El saltador nipón incribió su nombre en los anales de estos templos de la Copa del Mundo de esquí nórdico.
Ryoyu Kobayashi lo ha logrado. Ha pasado de ser una de las grandes promesas del esquí alpino a alcanzar la cima del deporte mundial con su abrumador triunfo en el mítico Torneo de los Cuatro Trampolines de saltos. No obstante, este japones llamado a convertirse en una auténtica leyenda de esta disciplina, ha firmado un pleno que sólo habían podido firmar otros dos saltadores en la historia: el alemán Sven Hannawald, que hizo póquer en la temporada 2001/2002, y el polaco Kamil Stoch, que hizo lo propio en 2018.
El nipón bordó su rendimiento al hacerse con cuatro victorias de cuatro. La guinda la puso en la estación austríaca de Bischofshofen. El saltador de Hachimantai, que tiene 22 años, resplandeció este domingo en el trampolín Paul-Ausserleitner (HS140) de Bischofshofen con 282,1 puntos y dos saltos de 135 y 137,5 metros. Selló su gesta, además, con algo dedrama, pues se había visto a tener que dar lo mejor de sí mismo y remontar después de los primeros intentos.
La primera serie de saltos le había dejado en una discreta cuarta plaza, con 135 metros. En esa altura era el alemán Markus Eisenbichler el que pastoreaba al resto, con una marca de 137 metros. Pero Kobayashi se lució en la segunda serie, propulsándose hasta una distancia de 137,5 metros que resultaría ya inalcanzable para los otros candidatos. El podio final estaría compuesto por el polaco Dawid Kubacki (138+130 metros y 268,3 puntos) y el austríaco Stefan Kraft (134+131,5 y 267,5).
Eisenbichler terminaría en la quinta plaza, pues en su segundo salto se quedó en 131,5 metros, muy lejos de los registros del japonés, que alcanzó en esta fecha a zanjar su octavo triunfo de la temporada y, también, de su carrera deportiva. Y es que esta estrella incipiente no había ganado prueba alguna de la Copa del Mundo hasta esta campaña, la de su explosión y confirmación de las expectativas. Ha vencido en ocho de los 11 concursos. Y sólo quedó sin hueco en el podio en Engelberg (Suiza). Toda una barbaridad.
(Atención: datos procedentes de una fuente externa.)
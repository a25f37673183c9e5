use ply_types::Hash;

/// Errors from value encoding, decoding and resolution.
#[derive(Debug, thiserror::Error)]
pub enum ValueError {
    /// A ref points at a hash the chunk store does not have.
    #[error("value not found: {0}")]
    NotFound(Hash),

    /// Bytes could not be decoded as a value.
    #[error("decode error: {0}")]
    Decode(String),

    /// A stored chunk exists but does not decode.
    #[error("corrupt value {hash}: {reason}")]
    Corrupt { hash: Hash, reason: String },

    /// A value decoded fine but is not of the type the caller expected.
    #[error("unexpected type: expected {expected}, found {actual}")]
    UnexpectedType { expected: String, actual: String },

    /// A struct is missing a required field.
    #[error("struct {name} is missing field {field}")]
    MissingField { name: String, field: String },

    /// Chunk store failure.
    #[error("store error: {0}")]
    Store(#[from] ply_store::StoreError),
}

/// Result alias for value operations.
pub type ValueResult<T> = Result<T, ValueError>;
El relato de la vida de Kobayashi es ciertamente particular. Porque para hacer esta cima ha tenido que golpearse en el suelo en los tiempos en los que su talento estaba siendo desaprovechado por otro tipo de intereses extradeportivos. El nipón, que buscará ampliar su cosecha en la Copa del Mundo en los días 12 y 13 de enero (en las pruebas nocturnas que se desarrollarán en el Trampolino dal Ben de la estación italiana de Val di Fiemme), estaba distraido hasta el extremo con los coches.
El heredero de Kazuyoshi Funaki -el otro japonés capaz de ganar tres pruebas de esta disciplina, hace 20 años- ya estaba considerado como el mejor joven en 2017, año en el que sus aspiraciones se estrellarían y no puntuaría en toda la Copa del Mundo. Y en 2018, con su figura convertida en referente de su país, no pasó de la séptima plaza en el el trampolín corto de los Juegos Olímpicos de Pyeongchang. Un fracaso de enormes proporciones que le llevó a replantearse sus preferencias.
A partir de ese doloroso punto de inflexión despegaría. "Desde pequeño le habían dicho que había nacido para saltar y por eso necesitó los malos resultados de 2017 y 2018 para cambiar de mentalidad", comentó en estos días de atención desmedida su entrenador, el finlandés Janne Vaatainen. "Hacía tiempo que intentaba que se esforzara más, pero no estaba por la labor. Su mejoría ha llegado cuando ha entendido que es mejor entrenar que conducir su Porsche", ha zanjado, redondenado el retrato de una irrupción deportiva sobresaliente. Sin techo detectable.